Thursday, November 1, 2012

Avoidance, my old friend

I recently became aware that I have been avoiding writing about avoidance.  I'd think about it occasionally.  And I had written (in my head) one rather glib start about how avoidance is a problem only because it works so well.  But then I realized I was avoiding all the feelings connected to avoidance, which is, of course, the purpose of avoidance in the first place.

One of my problems with the idea of PTSD is that the definition focuses exclusively on the emotion of fear.  But what's so special about fear?  Torn flesh and dead bodies produce disgust. (That's why we vomit.)  We feel the anguish of injured, missing, dead comrades.  Murderous rage abounds.  And I can't begin to enumerate the endless daily opportunities, big and small, for shame about what we've done, or what we didn't do that we felt we should have.  Fear is just one of several intense emotions we likely experience in war; why is it the only one that leads to "trauma?"  Why is it the only one seen as damaging?  While that's an important question I'll take up later, fear is uniquely important to avoidance because of it's relationship to any and all aversive human experiences.

We are "designed" to seek out those stimuli/situations/events we experience as pleasant or pleasurable and avoid those that we experience as aversive.  It's how organisms work; how they can be programed by evolution to seek and find those things necessary to survive and reproduce and avoid those that put that at risk.  Fear is the experienced affect that guides us avoid the aversive.  If we've come to learn a particular situation results in an aversive outcome (being shamed, for example) we will fear similar situations. These simple, obvious truths immediately reveals the complications of avoidance.

It is "natural" to avoid anything we find unpleasant.  So if you were attacked on one or more bridges where you suffered painful losses, it makes sense to drive miles out of your way to avoid going over a bridge in your hometown.  Seeing a bridge stirs the memories, and all the associated feelings, of what happened.  Even thinking about driving over it does.  Going out of your way to avoid it, while still somewhat anxiety provoking, is a lot better than what you know will happen if you try to drive over it.  Avoidance works.  Sitting with your back to the wall at a restaurant works (it lets you scan for danger).  So does avoiding crowds and, if you can't, carrying a weapon (e.g, a knife).
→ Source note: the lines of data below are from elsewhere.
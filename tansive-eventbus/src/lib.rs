//! In-process publish/subscribe event bus for interactive and audit event streams.
//!
//! Each subscription owns a bounded channel; a slow subscriber has its event dropped rather than
//! blocking the producer — audit correctness lives in the hash-chained log
//! (`tansive-hashlog`), not in this bus, so dropped events here never compromise it.

pub mod topic;

pub use topic::topic_matches;

use parking_lot::RwLock;
use serde_json::Value;
use std::collections::HashMap;
use std::time::Duration;
use tokio::sync::mpsc;
use uuid::Uuid;

/// An event delivered to a subscriber.
#[derive(Debug, Clone)]
pub struct Event {
    pub topic: String,
    pub data: Value,
}

struct Subscriber {
    pattern: String,
    sender: mpsc::Sender<Event>,
}

/// A live subscription. Dropping it does not unsubscribe automatically — call [`Subscription::unsubscribe`]
/// (or [`EventBus::close_topic`]) to remove it from the bus; this mirrors the explicit
/// `CloseTopic`/`CloseAllForPattern` API the bus exposes for session teardown.
pub struct Subscription {
    pub id: Uuid,
    pub pattern: String,
    pub receiver: mpsc::Receiver<Event>,
}

/// Default per-subscriber channel capacity.
pub const DEFAULT_CAPACITY: usize = 256;

/// In-process pub/sub bus. `topic → id → Subscriber`, guarded by a single RW lock; publish
/// iterates under a read lock and only blocks per-subscriber for at most the caller's timeout.
#[derive(Default)]
pub struct EventBus {
    subscribers: RwLock<HashMap<String, HashMap<Uuid, Subscriber>>>,
}

impl EventBus {
    pub fn new() -> Self {
        Self { subscribers: RwLock::new(HashMap::new()) }
    }

    /// Subscribe to `pattern` with the default channel capacity.
    pub fn subscribe(&self, pattern: impl Into<String>) -> Subscription {
        self.subscribe_with_capacity(pattern, DEFAULT_CAPACITY)
    }

    pub fn subscribe_with_capacity(&self, pattern: impl Into<String>, capacity: usize) -> Subscription {
        let pattern = pattern.into();
        let id = Uuid::new_v4();
        let (sender, receiver) = mpsc::channel(capacity.max(1));

        self.subscribers
            .write()
            .entry(pattern.clone())
            .or_default()
            .insert(id, Subscriber { pattern: pattern.clone(), sender });

        Subscription { id, pattern, receiver }
    }

    /// Publish `data` on `topic`. Subscribers whose pattern matches `topic` each get up to
    /// `timeout` to accept the send; a subscriber that doesn't accept in time has this event
    /// dropped, it is not disconnected.
    pub async fn publish(&self, topic: &str, data: Value, timeout: Duration) {
        let matching: Vec<mpsc::Sender<Event>> = {
            let subscribers = self.subscribers.read();
            subscribers
                .iter()
                .filter(|(pattern, _)| topic_matches(pattern, topic))
                .flat_map(|(_, by_id)| by_id.values().map(|s| s.sender.clone()))
                .collect()
        };

        for sender in matching {
            let event = Event { topic: topic.to_string(), data: data.clone() };
            match tokio::time::timeout(timeout, sender.send(event)).await {
                Ok(Ok(())) => {}
                Ok(Err(_)) => tracing::trace!(topic, "subscriber channel closed, dropping event"),
                Err(_) => tracing::debug!(topic, ?timeout, "subscriber too slow, dropping event"),
            }
        }
    }

    /// Remove and close the subscription registered with `id` under exact pattern `pattern`.
    pub fn unsubscribe(&self, pattern: &str, id: Uuid) {
        let mut subscribers = self.subscribers.write();
        if let Some(by_id) = subscribers.get_mut(pattern) {
            by_id.remove(&id);
            if by_id.is_empty() {
                subscribers.remove(pattern);
            }
        }
    }

    /// Close and remove every subscriber registered under the exact pattern `pattern`. Returns
    /// the number of subscribers closed.
    pub fn close_topic(&self, pattern: &str) -> usize {
        let mut subscribers = self.subscribers.write();
        subscribers.remove(pattern).map(|by_id| by_id.len()).unwrap_or(0)
    }

    /// Close and remove every subscriber whose *registered pattern* is matched by `query`
    /// (`query` is evaluated as a topic-matching pattern against each registered pattern string).
    /// Used for bulk teardown, e.g. a session closing every subscription under
    /// `session.<id>.*` regardless of the exact pattern each was registered with.
    pub fn close_all_for_pattern(&self, query: &str) -> usize {
        let mut subscribers = self.subscribers.write();
        let doomed: Vec<String> = subscribers.keys().filter(|p| topic_matches(query, p)).cloned().collect();
        let mut closed = 0;
        for pattern in doomed {
            if let Some(by_id) = subscribers.remove(&pattern) {
                closed += by_id.len();
            }
        }
        closed
    }

    pub fn subscriber_count(&self) -> usize {
        self.subscribers.read().values().map(|by_id| by_id.len()).sum()
    }
}

impl Subscription {
    pub fn id(&self) -> Uuid {
        self.id
    }
}

#[cfg(test)]
mod tests {
    use super::*;
    use serde_json::json;
    use std::time::Duration;

    #[tokio::test]
    async fn subscriber_receives_matching_topic() {
        let bus = EventBus::new();
        let mut sub = bus.subscribe("session.s1.*");
        bus.publish("session.s1.log", json!({"line": "hi"}), Duration::from_millis(50)).await;

        let event = sub.receiver.recv().await.unwrap();
        assert_eq!(event.topic, "session.s1.log");
    }

    #[tokio::test]
    async fn non_matching_topic_is_not_delivered() {
        let bus = EventBus::new();
        let mut sub = bus.subscribe("session.s1.*");
        bus.publish("session.s2.log", json!({}), Duration::from_millis(50)).await;

        let result = tokio::time::timeout(Duration::from_millis(50), sub.receiver.recv()).await;
        assert!(result.is_err(), "should not have received an event for a non-matching topic");
    }

    #[tokio::test]
    async fn close_topic_closes_exactly_matching_subscribers() {
        let bus = EventBus::new();
        let mut sub_a = bus.subscribe("session.s1.*");
        let mut sub_b = bus.subscribe("session.s2.*");

        let closed = bus.close_topic("session.s1.*");
        assert_eq!(closed, 1);

        assert!(sub_a.receiver.recv().await.is_none());

        bus.publish("session.s2.log", json!({}), Duration::from_millis(50)).await;
        assert!(sub_b.receiver.recv().await.is_some());
    }

    #[tokio::test]
    async fn close_all_for_pattern_closes_multiple_registrations() {
        let bus = EventBus::new();
        let mut sub_log = bus.subscribe("session.s1.log");
        let mut sub_audit = bus.subscribe("session.s1.audit");
        let mut sub_other = bus.subscribe("session.s2.log");

        let closed = bus.close_all_for_pattern("session.s1.*");
        assert_eq!(closed, 2);
        assert!(sub_log.receiver.recv().await.is_none());
        assert!(sub_audit.receiver.recv().await.is_none());

        bus.publish("session.s2.log", json!({}), Duration::from_millis(50)).await;
        assert!(sub_other.receiver.recv().await.is_some());
    }

    #[tokio::test]
    async fn publish_is_non_blocking_under_buffer_saturation() {
        let bus = EventBus::new();
        let sub = bus.subscribe_with_capacity("session.s1.*", 1);
        // never drained, so the channel fills up immediately.
        let start = std::time::Instant::now();
        for _ in 0..5 {
            bus.publish("session.s1.log", json!({}), Duration::from_millis(20)).await;
        }
        assert!(start.elapsed() < Duration::from_millis(200), "publish should drop rather than block");
        drop(sub);
    }
}
//! Repository contracts and row types for catalogs, variants, namespaces, views, schema
//! directories, catalog objects, sessions, and tangents, plus an in-memory reference
//! implementation backing the catalog server's default deployment mode.

mod memory;
mod models;
mod skillset;
mod traits;
mod validation;

pub use memory::InMemoryCatalog;
pub use models::*;
pub use skillset::{ContextEntry, SkillDef, SkillSource, Skillset, SkillsetMetadata};
pub use traits::{
    CatalogObjectRepository, CatalogRepository, NamespaceRepository, SchemaDirectoryRepository, SessionRepository,
    TangentRepository, TenantRepository, VariantRepository, ViewRepository, DEFAULT_ADMIN_VIEW_LABEL,
};
pub use validation::{validate_resource_name, validate_view_label};
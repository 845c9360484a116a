//! Tangent configuration, loaded from the environment. Mirrors
//! `tansive_server::config::ServerConfig::from_env`'s shape: optional variables, dev-safe
//! defaults, no panics on malformed input.

use std::path::PathBuf;
use std::time::Duration;

#[derive(Debug, Clone)]
pub struct TangentConfig {
    /// `host:port` the tangent's HTTP listener (MCP bridge, session bootstrap) binds to.
    pub bind_addr: String,

    /// Base URL of the Catalog Server this tangent reports to.
    pub catalog_server_url: String,

    /// Path of the local Unix socket skill processes use for sub-tool calls.
    pub socket_path: PathBuf,

    /// Identity this tangent presents as `X-TangentID` when signing requests to CS.
    pub tangent_id: Option<String>,

    /// Ed25519 private key (32 raw bytes, hex-encoded) used to sign outgoing requests to CS.
    /// Absent in single-user/dev deployments that rely on onboarding instead.
    pub signing_key_hex: Option<String>,

    /// Max call-graph depth per session.
    pub max_call_depth: usize,

    /// Window the finalization path waits for the hash-log writer to close.
    pub finalization_timeout: Duration,
}

impl TangentConfig {
    pub fn from_env() -> Self {
        let bind_addr = std::env::var("TANSIVE_TANGENT_BIND").unwrap_or_else(|_| "0.0.0.0:8470".to_string());
        let catalog_server_url = std::env::var("TANSIVE_CATALOG_SERVER_URL").unwrap_or_else(|_| "http://localhost:8443".to_string());
        let socket_path = std::env::var("TANSIVE_TANGENT_SOCKET")
            .map(PathBuf::from)
            .unwrap_or_else(|_| PathBuf::from("/tmp/tansive-tangent.sock"));
        let tangent_id = std::env::var("TANSIVE_TANGENT_ID").ok();
        let signing_key_hex = std::env::var("TANSIVE_TANGENT_SIGNING_KEY").ok();
        let max_call_depth = std::env::var("TANSIVE_MAX_CALL_DEPTH").ok().and_then(|s| s.parse().ok()).unwrap_or(32);
        let finalization_timeout_secs =
            std::env::var("TANSIVE_FINALIZATION_TIMEOUT_SECS").ok().and_then(|s| s.parse().ok()).unwrap_or(10);

        Self {
            bind_addr,
            catalog_server_url,
            socket_path,
            tangent_id,
            signing_key_hex,
            max_call_depth,
            finalization_timeout: Duration::from_secs(finalization_timeout_secs),
        }
    }
}

#[cfg(test)]
mod tests {
    use super::*;

    #[test]
    fn defaults_are_dev_safe_and_unsigned() {
        // Constructing directly rather than touching process env, which tests must not mutate
        // concurrently.
        let cfg = TangentConfig {
            bind_addr: "0.0.0.0:8470".to_string(),
            catalog_server_url: "http://localhost:8443".to_string(),
            socket_path: PathBuf::from("/tmp/tansive-tangent.sock"),
            tangent_id: None,
            signing_key_hex: None,
            max_call_depth: 32,
            finalization_timeout: Duration::from_secs(10),
        };
        assert!(cfg.signing_key_hex.is_none());
        assert_eq!(cfg.max_call_depth, 32);
    }
}
//! `GET /status` — server identity and the caller's currently adopted view.

use axum::extract::State;
use axum::Json;
use serde::Serialize;

use crate::auth::AuthExtractor;
use crate::error::ApiResult;
use crate::state::AppState;

#[derive(Serialize)]
#[serde(rename_all = "camelCase")]
pub struct StatusResponse {
    #[serde(rename = "userID")]
    pub user_id: String,
    pub server_time: String,
    pub server_version: String,
    pub api_version: String,
    pub view_def: Option<tansive_policy::ViewDef>,
}

pub async fn status(State(state): State<AppState>, AuthExtractor(ctx): AuthExtractor) -> ApiResult<Json<StatusResponse>> {
    Ok(Json(StatusResponse {
        user_id: ctx.tenant_id.to_string(),
        server_time: chrono::Utc::now().to_rfc3339(),
        server_version: state.server_version.to_string(),
        api_version: tansive_tokens::token::TOKEN_VERSION.to_string(),
        view_def: Some(ctx.view),
    }))
}
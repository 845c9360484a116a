//! Command implementations. Each takes the parsed `Cli`, the loaded `CliConfig`, and an
//! `ApiClient`, and returns the JSON value the caller should print, either as formatted text
//! or raw JSON when `--json` is set.

use base64::engine::general_purpose::URL_SAFE_NO_PAD as BASE64URL;
use base64::Engine as _;
use rand::RngCore;
use serde::Deserialize;
use serde_json::{json, Value};
use sha2::{Digest, Sha256};

use crate::cli::{Cli, Commands, ConfigAction, SessionAction};
use crate::client::ApiClient;
use crate::config::CliConfig;
use crate::error::{CliError, CliResult};

/// Generate a fresh (verifier, challenge) pair for a session's PKCE handoff, matching
/// `tansive_session::pkce`'s `challenge_from_verifier` exactly so a real tangent redeeming
/// this code would succeed.
fn new_pkce_pair() -> (String, String) {
    let mut bytes = [0u8; 32];
    rand::thread_rng().fill_bytes(&mut bytes);
    let verifier = BASE64URL.encode(bytes);
    let challenge = BASE64URL.encode(Sha256::digest(verifier.as_bytes()));
    (verifier, challenge)
}

fn scope_params<'a>(catalog: Option<&'a str>, variant: Option<&'a str>) -> Vec<(&'a str, &'a str)> {
    let mut params = Vec::new();
    if let Some(c) = catalog {
        params.push(("catalog", c));
    }
    if let Some(v) = variant {
        params.push(("variant", v));
    }
    params
}

/// A single parsed manifest document, tagged with the `kind` field every manifest carries.
struct Manifest {
    kind: String,
    body: Value,
}

fn parse_manifests(raw: &str) -> CliResult<Vec<Manifest>> {
    let mut manifests = Vec::new();
    for doc in serde_yaml::Deserializer::from_str(raw) {
        let value = Value::deserialize(doc).map_err(|e| CliError::Manifest(e.to_string()))?;
        if value.is_null() {
            continue;
        }
        let kind = value
            .get("kind")
            .and_then(|k| k.as_str())
            .ok_or_else(|| CliError::Manifest("manifest is missing a 'kind' field".to_string()))?
            .to_string();
        manifests.push(Manifest { kind, body: value });
    }
    Ok(manifests)
}

pub async fn run(cli: &Cli, mut config: CliConfig) -> CliResult<Value> {
    let client = ApiClient::new(config.server_url(), config.token.clone());
    let catalog = config.catalog.clone();
    let variant = config.variant.clone();

    match &cli.command {
        Commands::Login { server } => {
            if let Some(server) = server {
                config.server_url = Some(server.clone());
            }
            let client = ApiClient::new(config.server_url(), None);
            let response = client.login().await?;
            config.token = response.get("token").and_then(|t| t.as_str()).map(str::to_string);
            config.save()?;
            Ok(response)
        }

        Commands::Config { action } => match action {
            ConfigAction::Show => Ok(serde_json::to_value(&config)?),
            ConfigAction::SetServer { url } => {
                config.server_url = Some(url.clone());
                config.save()?;
                Ok(json!({ "server_url": url }))
            }
        },

        Commands::SetCatalog { name } => {
            config.catalog = Some(name.clone());
            config.save()?;
            Ok(json!({ "catalog": name }))
        }

        Commands::UnsetCatalog => {
            config.catalog = None;
            config.variant = None;
            config.namespace = None;
            config.save()?;
            Ok(json!({ "catalog": Value::Null }))
        }

        Commands::AdoptView { label } => {
            config.require_token()?;
            let catalog = config.require_catalog(&cli.catalog)?.to_string();
            let response = match label {
                Some(label) => client.adopt_labeled_view(&catalog, label).await?,
                None => client.adopt_default_view(&catalog).await?,
            };
            config.token = response.get("token").and_then(|t| t.as_str()).map(str::to_string);
            config.save()?;
            Ok(response)
        }

        Commands::Create { file } => {
            config.require_token()?;
            let raw = std::fs::read_to_string(file)?;
            let manifests = parse_manifests(&raw)?;
            let scope = scope_params(catalog.as_deref(), variant.as_deref());
            let mut results = Vec::new();
            for m in manifests {
                match client.create(&format!("{}s", m.kind), &scope, &m.body).await {
                    Ok(v) => results.push(v),
                    Err(e) if cli.ignore_errors => results.push(json!({ "error": e.to_string() })),
                    Err(e) => return Err(e),
                }
            }
            Ok(Value::Array(results))
        }

        Commands::Apply { file } => {
            config.require_token()?;
            let raw = std::fs::read_to_string(file)?;
            let manifests = parse_manifests(&raw)?;
            let scope = scope_params(catalog.as_deref(), variant.as_deref());
            let mut results = Vec::new();
            for m in manifests {
                let kind_plural = format!("{}s", m.kind);
                let name = manifest_name(&m.body);
                let outcome = match client.create(&kind_plural, &scope, &m.body).await {
                    Ok(v) => Ok(v),
                    Err(CliError::Api { status: 409, .. }) => match name {
                        Some(name) => client.put(&kind_plural, &name, &scope, &m.body).await,
                        None => Err(CliError::Manifest("manifest conflicts with an existing object but carries no name/label to PUT".to_string())),
                    },
                    Err(e) => Err(e),
                };
                match outcome {
                    Ok(v) => results.push(v),
                    Err(e) if cli.ignore_errors => results.push(json!({ "error": e.to_string() })),
                    Err(e) => return Err(e),
                }
            }
            Ok(Value::Array(results))
        }

        Commands::Get { kind, name } => {
            config.require_token()?;
            let scope = scope_params(catalog.as_deref(), variant.as_deref());
            client.get(kind, name, &scope).await
        }

        Commands::Put { kind, name, file } => {
            config.require_token()?;
            let raw = std::fs::read_to_string(file)?;
            let body: Value = if file.extension().and_then(|e| e.to_str()) == Some("json") {
                serde_json::from_str(&raw)?
            } else {
                serde_yaml::from_str(&raw).map_err(|e| CliError::Manifest(e.to_string()))?
            };
            let scope = scope_params(catalog.as_deref(), variant.as_deref());
            client.put(kind, name, &scope, &body).await
        }

        Commands::Delete { kind, name } => {
            config.require_token()?;
            let scope = scope_params(catalog.as_deref(), variant.as_deref());
            client.delete(kind, name, &scope).await?;
            Ok(json!({ "deleted": name }))
        }

        Commands::List { kind } => {
            config.require_token()?;
            let scope = scope_params(catalog.as_deref(), variant.as_deref());
            client.list(kind, &scope).await
        }

        Commands::Tree { kind } => {
            config.require_token()?;
            let scope = scope_params(catalog.as_deref(), variant.as_deref());
            let listed = client.list(kind, &scope).await?;
            Ok(build_tree(&listed))
        }

        Commands::Status => {
            config.require_token()?;
            client.status().await
        }

        Commands::Session { action } => match action {
            SessionAction::Create { skillset, skill, tangent_id, user_id } => {
                config.require_token()?;
                let (verifier, challenge) = new_pkce_pair();
                let body = json!({
                    "skillset_path": skillset,
                    "skill_name": skill,
                    "tangent_id": tangent_id,
                    "user_id": user_id,
                    "code_challenge": challenge,
                });
                let mut response = client.create_session(&body).await?;
                if let Value::Object(map) = &mut response {
                    map.insert("code_verifier".to_string(), Value::String(verifier));
                }
                Ok(response)
            }
        },

        Commands::Version => Ok(json!({ "version": env!("CARGO_PKG_VERSION") })),
    }
}

fn manifest_name(body: &Value) -> Option<String> {
    body.get("name")
        .or_else(|| body.get("label"))
        .or_else(|| body.get("path"))
        .and_then(|v| v.as_str())
        .map(str::to_string)
}

/// Group a flat listing of `/`-separated paths into a nested JSON tree for the `tree` command.
/// Only the grouping lives here, not a rendered diagram.
fn build_tree(listed: &Value) -> Value {
    let mut root = serde_json::Map::new();
    let Value::Array(items) = listed else { return listed.clone() };
    for item in items {
        let path = match item {
            Value::String(s) => s.clone(),
            Value::Object(o) => o.get("name").and_then(|n| n.as_str()).unwrap_or_default().to_string(),
            _ => continue,
        };
        let mut node = &mut root;
        let segments: Vec<&str> = path.split('/').filter(|s| !s.is_empty()).collect();
        for (i, segment) in segments.iter().enumerate() {
            let is_leaf = i == segments.len() - 1;
            let entry = node.entry(segment.to_string()).or_insert_with(|| if is_leaf { Value::Null } else { json!({}) });
            if !is_leaf {
                if !entry.is_object() {
                    *entry = json!({});
                }
                node = entry.as_object_mut().unwrap();
            }
        }
    }
    Value::Object(root)
}

#[cfg(test)]
mod tests {
    use super::*;

    #[test]
    fn pkce_pair_matches_session_crate_derivation() {
        let (verifier, challenge) = new_pkce_pair();
        let expected = BASE64URL.encode(Sha256::digest(verifier.as_bytes()));
        assert_eq!(challenge, expected);
    }

    #[test]
    fn tree_groups_paths_by_segment() {
        let listed = json!(["/demo/agent", "/demo/other", "/top"]);
        let tree = build_tree(&listed);
        assert!(tree.get("demo").unwrap().get("agent").is_some());
        assert!(tree.get("top").is_some());
    }

    #[test]
    fn parse_manifests_splits_multi_doc_yaml() {
        let raw = "kind: catalog\nname: a\n---\nkind: view\nlabel: b\n";
        let manifests = parse_manifests(raw).unwrap();
        assert_eq!(manifests.len(), 2);
        assert_eq!(manifests[0].kind, "catalog");
        assert_eq!(manifests[1].kind, "view");
    }
}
Avoidant responses to threatening situations protectect from vulnerability to harm.  But veterans also protect from vulnerability to loss/distress by avoiding family members, loved ones, or any real intimacy.  Avoiding shame is more challenging but veterans do so by avoiding situatiations in which their fears could be revealled (crowds, possibilities of loud noises [e.g., fireworks], being responsible for others).  They also avoid situations likely to stir their rage such as driving, working for demanding bosses, interpersonal conflict.

So you can see why a cabin in the wilderness provides the perfect solution.  No people to care about and thereby risk the anguish of another loss.  No people to threaten you.  No people to see and shame you for hitting the dirt when a car backfires.  No people to to see being turned into wet hamburger.  No wonder so many veterans express a longing for such a solution.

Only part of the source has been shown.